2. How can you find another masculine guy?  I can go on and on again, but rather, I refer you to the original post on this matter, and ask that you read it, including the comments.  You can’t simply hang a sign and say, “masculine men only need apply.”  Ain’t gonna happen.  Just be yourself, and become active or involved in various groups where you just might meet another guy who, like you, is interested in masculine men.

3.  Should I wear clothes that project a masculine image?  Wear what you want, and what you like.  But if you’re looking for a masculine guy, he’s not going to respond to the latest designer-label jeans and designer-label jacket.  Ditch the fashion, and wear what other guys in your area wear.  If you like boots, wear them. If not, then don’t.  It’s up to you.  The choices of what you wear on your body and your feet will not make much of a difference provided what you wear is generally within the norm (okay, I’m being tactfully circumspect about men wearing women’s clothing.)

It all boils down to this:  relationships.  Every man seeking a mate — male or female — has to build a relationship first.  That’s what dating and courtship is all about.  You build on a friendship to a level of closeness that reveals your true identity because you are completely honest with your mate and do not hide your sexual orientation in the closet.  If the other guy likes you, and you come out to him, then if he is a real friend, he will not forsake you.  He may respond with becoming intimate, or he may back off and say, “not interested in that.”

But if he is a true friend, he won’t hurt you.  Regretfully, though, there are times when guys let down their guard and let someone in, only to be burned by the other guy who recoils with shock and says rude and hateful things.  To reduce that possibility, my recommendation is to take your time.

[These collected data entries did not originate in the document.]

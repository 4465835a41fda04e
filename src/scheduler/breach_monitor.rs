// src/scheduler/breach_monitor.rs
//! Breach monitor loop
//!
//! Responsibilities:
//! - Periodically re-evaluate every open ticket's SLA state and persist
//!   breach-flag transitions.
//! - Lazily backfill targets for tickets created before a matching policy
//!   existed.
//! - Hand the imminent batch (and, when configured, the breached batch) to
//!   the notification dispatcher.
//! - Survive per-ticket failures within a pass and pass-level failures across
//!   passes; only an explicit shutdown stops the loop.
//!
//! Usage pattern:
//! - Construct with ticket/policy stores, a dispatcher, and a config.
//! - Call `start()` to run the loop in background; it scans immediately, then
//!   sleeps `check_interval` between passes (`recovery_interval` after a
//!   failed pass).
//! - Use `handle.trigger_manual()` to request an immediate extra pass.
//! - Call `handle.shutdown().await` to stop gracefully; the signal is
//!   observed while sleeping and, best-effort, between tickets mid-scan.

use anyhow::Context;
use chrono::{DateTime, Utc};
use std::collections::HashSet;
use std::sync::atomic::{AtomicBool, Ordering};
use std::sync::Arc;
use std::time::Duration;
use tokio::{sync::mpsc, task::JoinHandle, time};
use tracing::{debug, error, info, warn};

use crate::config::SlaEngineConfig;
use crate::domain::error::SlaError;
use crate::domain::model::breach_state::BreachState;
use crate::domain::model::ticket::Ticket;
use crate::repository::policy_store::PolicyStore;
use crate::repository::ticket_store::TicketStore;
use crate::service::breach_classifier;
use crate::service::deadline_calculator::DeadlineCalculator;
use crate::service::notification_dispatcher::NotificationDispatcher;

/// Configuration for the monitor loop.
#[derive(Clone)]
pub struct BreachMonitorConfig {
    /// Sleep between successful passes.
    pub check_interval: Duration,
    /// Shortened sleep after a pass fails outright.
    pub recovery_interval: Duration,
    /// Imminence buffer fraction handed to the classifier.
    pub buffer_fraction: f64,
    /// Whether breached tickets also produce an alert batch.
    pub notify_breached: bool,
    /// Channel buffer size for manual triggers.
    pub manual_trigger_buffer: usize,
}

impl Default for BreachMonitorConfig {
    fn default() -> Self {
        Self {
            check_interval: Duration::from_secs(15 * 60),
            recovery_interval: Duration::from_secs(5 * 60),
            buffer_fraction: breach_classifier::DEFAULT_BUFFER_FRACTION,
            notify_breached: false,
            manual_trigger_buffer: 8,
        }
    }
}

impl From<&SlaEngineConfig> for BreachMonitorConfig {
    fn from(cfg: &SlaEngineConfig) -> Self {
        Self {
            check_interval: cfg.check_interval(),
            recovery_interval: cfg.recovery_interval(),
            buffer_fraction: cfg.buffer_fraction,
            notify_breached: cfg.notify_breached,
            manual_trigger_buffer: 8,
        }
    }
}

/// Outcome of a single scan over the open-ticket set.
#[derive(Debug, Default, Clone, Copy, PartialEq, Eq)]
pub struct PassSummary {
    pub evaluated: usize,
    pub on_track: usize,
    pub imminent: usize,
    pub breached: usize,
    /// Tickets skipped because their evaluation failed; the pass continued
    /// with the rest.
    pub failed: usize,
}

/// Handle returned by `start()`; allows manual trigger and shutdown.
pub struct BreachMonitorHandle {
    trigger_tx: mpsc::Sender<()>,
    shutdown_tx: mpsc::Sender<()>,
    halted: Arc<AtomicBool>,
    join_handle: JoinHandle<()>,
}

impl BreachMonitorHandle {
    /// Requests an immediate extra pass (non-blocking).
    pub fn trigger_manual(&self) -> Result<(), String> {
        self.trigger_tx
            .try_send(())
            .map_err(|e| format!("failed to send manual trigger: {e}"))
    }

    /// Stops the loop and waits for the background task to finish. The halt
    /// flag is raised first so a scan in progress bails out between tickets.
    pub async fn shutdown(self) -> anyhow::Result<()> {
        self.halted.store(true, Ordering::SeqCst);
        let _ = self.shutdown_tx.send(()).await;
        self.join_handle.await.context("breach monitor join failed")?;
        Ok(())
    }
}

pub struct BreachMonitor {
    tickets: Arc<dyn TicketStore>,
    calculator: DeadlineCalculator,
    dispatcher: Arc<NotificationDispatcher>,
    config: BreachMonitorConfig,
    halted: Arc<AtomicBool>,
}

impl BreachMonitor {
    pub fn new(
        tickets: Arc<dyn TicketStore>,
        policies: Arc<dyn PolicyStore>,
        dispatcher: Arc<NotificationDispatcher>,
        config: BreachMonitorConfig,
    ) -> Self {
        let calculator = DeadlineCalculator::new(policies, tickets.clone());
        Self {
            tickets,
            calculator,
            dispatcher,
            config,
            halted: Arc::new(AtomicBool::new(false)),
        }
    }

    /// Wires the monitor from an engine config: a webhook notifier when an
    /// endpoint is configured, a disabled dispatcher otherwise.
    pub fn from_engine_config(
        cfg: &SlaEngineConfig,
        tickets: Arc<dyn TicketStore>,
        policies: Arc<dyn PolicyStore>,
    ) -> Self {
        let notifier = cfg.webhook_url.as_ref().map(|url| {
            Arc::new(crate::adapter::notifier::WebhookNotifier::new(url.clone()))
                as Arc<dyn crate::service::notification_dispatcher::Notifier>
        });
        let dispatcher = Arc::new(NotificationDispatcher::new(
            notifier,
            cfg.suppress_repeat_warnings,
        ));
        Self::new(tickets, policies, dispatcher, BreachMonitorConfig::from(cfg))
    }

    /// Starts the loop in background and returns a control handle. The first
    /// pass runs immediately.
    pub fn start(self: Arc<Self>) -> BreachMonitorHandle {
        let (trigger_tx, mut trigger_rx) = mpsc::channel(self.config.manual_trigger_buffer);
        let (shutdown_tx, mut shutdown_rx) = mpsc::channel(1);
        let halted = self.halted.clone();

        let monitor = self.clone();
        let join_handle = tokio::spawn(async move {
            info!(
                check_interval = ?monitor.config.check_interval,
                recovery_interval = ?monitor.config.recovery_interval,
                "breach monitor started"
            );

            loop {
                if monitor.halted.load(Ordering::SeqCst) {
                    break;
                }

                let now = Utc::now();
                let sleep_for = match monitor.run_once(now).await {
                    Ok(summary) => {
                        info!(
                            evaluated = summary.evaluated,
                            imminent = summary.imminent,
                            breached = summary.breached,
                            failed = summary.failed,
                            "SLA scan pass complete"
                        );
                        monitor.config.check_interval
                    }
                    Err(err) => {
                        error!(error = %err, "SLA scan pass failed; retrying after recovery interval");
                        metrics::increment_counter!("sla_monitor_pass_failures");
                        monitor.config.recovery_interval
                    }
                };

                tokio::select! {
                    _ = time::sleep(sleep_for) => {},
                    maybe = trigger_rx.recv() => {
                        match maybe {
                            Some(()) => info!("manual SLA scan trigger received"),
                            None => break,
                        }
                    },
                    _ = shutdown_rx.recv() => {
                        info!("breach monitor shutdown requested");
                        break;
                    }
                }
            }

            info!("breach monitor loop exiting");
        });

        BreachMonitorHandle {
            trigger_tx,
            shutdown_tx,
            halted,
            join_handle,
        }
    }

    /// Runs a single scan over all open tickets against one `now` snapshot,
    /// so a slow pass cannot judge early and late tickets against different
    /// instants.
    pub async fn run_once(&self, now: DateTime<Utc>) -> anyhow::Result<PassSummary> {
        let open = self
            .tickets
            .list_open_tickets()
            .await
            .context("listing open tickets")?;

        let mut summary = PassSummary::default();
        let mut imminent: Vec<Ticket> = Vec::new();
        let mut breached: Vec<Ticket> = Vec::new();
        let mut at_risk: HashSet<uuid::Uuid> = HashSet::new();

        for ticket in open {
            if self.halted.load(Ordering::SeqCst) {
                warn!("SLA scan interrupted by shutdown");
                break;
            }

            let ticket_id = ticket.id;
            match self.evaluate_ticket(ticket, now).await {
                Ok((ticket, state)) => {
                    summary.evaluated += 1;
                    match state {
                        BreachState::OnTrack => summary.on_track += 1,
                        BreachState::Imminent => {
                            summary.imminent += 1;
                            at_risk.insert(ticket_id);
                            imminent.push(ticket);
                        }
                        BreachState::Breached => {
                            summary.breached += 1;
                            at_risk.insert(ticket_id);
                            breached.push(ticket);
                        }
                    }
                }
                Err(err) => {
                    warn!(
                        ticket_id = %ticket_id,
                        error = %err,
                        "ticket evaluation failed; continuing pass"
                    );
                    summary.failed += 1;
                    metrics::increment_counter!("sla_monitor_ticket_failures");
                }
            }
        }

        self.dispatcher.prune_watermarks(&at_risk).await;
        self.dispatcher.notify(&imminent, true).await;
        if self.config.notify_breached {
            self.dispatcher.notify(&breached, false).await;
        }

        Ok(summary)
    }

    /// Backfills a missing target, classifies, and persists any change to the
    /// stored SLA fields. A concurrent delete between fetch and write-back is
    /// tolerated.
    async fn evaluate_ticket(
        &self,
        mut ticket: Ticket,
        now: DateTime<Utc>,
    ) -> Result<(Ticket, BreachState), SlaError> {
        let mut dirty = false;

        if ticket.sla_target_date.is_none() {
            if let Some(target) = self.calculator.compute_target(&ticket).await? {
                ticket.sla_target_date = Some(target);
                dirty = true;
            }
        }

        let state = breach_classifier::classify(&ticket, now, self.config.buffer_fraction);
        let breached = state == BreachState::Breached;
        if ticket.is_sla_breach != breached {
            ticket.is_sla_breach = breached;
            dirty = true;
        }

        if dirty {
            match self.tickets.save_ticket(ticket.clone()).await {
                Ok(()) => {}
                Err(err) if err.is_benign_race() => {
                    debug!(ticket_id = %ticket.id, "ticket deleted mid-pass; skipping write-back");
                }
                Err(err) => return Err(err),
            }
        }

        Ok((ticket, state))
    }
}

Taking the time to build a relationship with a masculine guy is very hard for some people to do.  It’s as hard for men as it is for women.  Younger people who are accustomed to instant satisfaction and immediate responses can’t handle having to take things slowly.  But I have found that most masculine gay men are very careful and deliberate in choosing who to get close to.  Some of them have been burned before, and some of them remain very much “in the closet.”  Some may not have self-identified as being gay, and are in denial.  Eventually, time will tell … but taking the time to figure it out is not an easy thing.  (For example, I was 35 when I met my man, but I wasn’t celibate… if you get the drift.)

You can find a masculine gay man if you’re looking for one.  You just need to take time, be patient, and keep being true to yourself.  Good luck.

Life is short:  but in this case, take your time.